_Work instruction_
Copy every line of the records below that holds the word "which".
◇ ◇ ◇
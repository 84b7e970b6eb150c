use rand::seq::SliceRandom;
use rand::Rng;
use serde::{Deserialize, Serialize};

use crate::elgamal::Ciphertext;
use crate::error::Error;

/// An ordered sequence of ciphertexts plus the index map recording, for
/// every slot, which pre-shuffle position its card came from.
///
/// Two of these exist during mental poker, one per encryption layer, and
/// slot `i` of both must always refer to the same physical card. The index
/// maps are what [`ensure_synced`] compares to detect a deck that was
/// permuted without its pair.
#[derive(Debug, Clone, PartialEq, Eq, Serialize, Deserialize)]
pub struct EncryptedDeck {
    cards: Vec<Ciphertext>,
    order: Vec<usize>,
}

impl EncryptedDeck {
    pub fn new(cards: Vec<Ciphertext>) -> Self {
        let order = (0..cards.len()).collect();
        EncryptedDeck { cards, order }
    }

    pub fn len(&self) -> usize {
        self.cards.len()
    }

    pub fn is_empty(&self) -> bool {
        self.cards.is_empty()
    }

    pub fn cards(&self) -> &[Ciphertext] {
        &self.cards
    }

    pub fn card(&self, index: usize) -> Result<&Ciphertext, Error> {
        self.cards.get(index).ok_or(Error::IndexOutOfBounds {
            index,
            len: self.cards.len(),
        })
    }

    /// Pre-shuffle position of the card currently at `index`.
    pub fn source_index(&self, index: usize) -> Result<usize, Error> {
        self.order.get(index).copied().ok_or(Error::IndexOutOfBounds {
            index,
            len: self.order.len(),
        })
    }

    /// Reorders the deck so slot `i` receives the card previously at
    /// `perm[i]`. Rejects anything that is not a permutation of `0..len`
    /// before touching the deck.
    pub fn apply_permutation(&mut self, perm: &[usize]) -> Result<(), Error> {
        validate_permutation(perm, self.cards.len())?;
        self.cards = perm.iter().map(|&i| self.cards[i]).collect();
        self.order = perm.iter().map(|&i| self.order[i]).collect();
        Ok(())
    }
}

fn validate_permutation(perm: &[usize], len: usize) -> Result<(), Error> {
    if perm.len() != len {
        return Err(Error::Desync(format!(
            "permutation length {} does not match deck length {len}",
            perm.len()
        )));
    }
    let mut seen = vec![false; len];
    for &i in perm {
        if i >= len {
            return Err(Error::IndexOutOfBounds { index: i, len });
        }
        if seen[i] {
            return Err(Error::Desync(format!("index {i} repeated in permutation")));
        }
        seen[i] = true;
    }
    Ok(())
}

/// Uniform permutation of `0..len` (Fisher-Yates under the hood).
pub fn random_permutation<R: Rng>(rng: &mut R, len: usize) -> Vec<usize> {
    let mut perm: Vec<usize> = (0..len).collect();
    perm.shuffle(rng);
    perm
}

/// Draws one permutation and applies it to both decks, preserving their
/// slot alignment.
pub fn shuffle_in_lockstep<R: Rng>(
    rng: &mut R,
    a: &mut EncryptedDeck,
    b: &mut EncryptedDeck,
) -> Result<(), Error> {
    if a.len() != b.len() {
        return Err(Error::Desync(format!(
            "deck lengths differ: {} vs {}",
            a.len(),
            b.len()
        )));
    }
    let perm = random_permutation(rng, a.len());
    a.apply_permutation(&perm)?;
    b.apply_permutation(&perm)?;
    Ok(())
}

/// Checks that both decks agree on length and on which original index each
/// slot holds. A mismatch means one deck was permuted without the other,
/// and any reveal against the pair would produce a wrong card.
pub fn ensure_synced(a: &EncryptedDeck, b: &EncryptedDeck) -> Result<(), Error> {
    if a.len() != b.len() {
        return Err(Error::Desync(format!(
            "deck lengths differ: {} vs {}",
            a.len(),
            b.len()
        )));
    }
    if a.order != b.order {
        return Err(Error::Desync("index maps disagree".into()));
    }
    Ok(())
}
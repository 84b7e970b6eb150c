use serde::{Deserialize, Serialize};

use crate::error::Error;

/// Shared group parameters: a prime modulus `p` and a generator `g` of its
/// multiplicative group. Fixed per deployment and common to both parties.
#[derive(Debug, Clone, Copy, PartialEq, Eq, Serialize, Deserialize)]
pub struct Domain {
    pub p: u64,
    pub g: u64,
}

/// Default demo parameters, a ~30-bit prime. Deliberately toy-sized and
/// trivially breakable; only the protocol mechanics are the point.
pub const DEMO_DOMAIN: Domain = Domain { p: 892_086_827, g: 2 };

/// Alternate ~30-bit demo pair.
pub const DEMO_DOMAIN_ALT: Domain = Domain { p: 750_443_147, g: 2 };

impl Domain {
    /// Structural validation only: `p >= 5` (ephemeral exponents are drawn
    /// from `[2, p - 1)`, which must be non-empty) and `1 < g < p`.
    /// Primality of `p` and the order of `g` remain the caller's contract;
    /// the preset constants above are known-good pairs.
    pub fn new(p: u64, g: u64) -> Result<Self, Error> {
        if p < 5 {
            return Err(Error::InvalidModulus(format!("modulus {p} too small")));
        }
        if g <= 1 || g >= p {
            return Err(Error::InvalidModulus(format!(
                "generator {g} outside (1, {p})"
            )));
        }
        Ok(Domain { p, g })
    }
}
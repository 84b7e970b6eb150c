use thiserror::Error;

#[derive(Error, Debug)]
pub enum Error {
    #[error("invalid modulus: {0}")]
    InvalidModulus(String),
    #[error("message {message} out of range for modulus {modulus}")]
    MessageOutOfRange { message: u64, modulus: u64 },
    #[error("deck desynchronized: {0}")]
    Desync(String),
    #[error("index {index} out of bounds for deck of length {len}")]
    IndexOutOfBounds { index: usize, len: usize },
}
◇ ◇ ◇
_Task answer_
/// every slot, which pre-shuffle position its card came from.
/// Checks that both decks agree on length and on which original index each
    /// from `[2, p - 1)`, which must be non-empty) and `1 < g < p`.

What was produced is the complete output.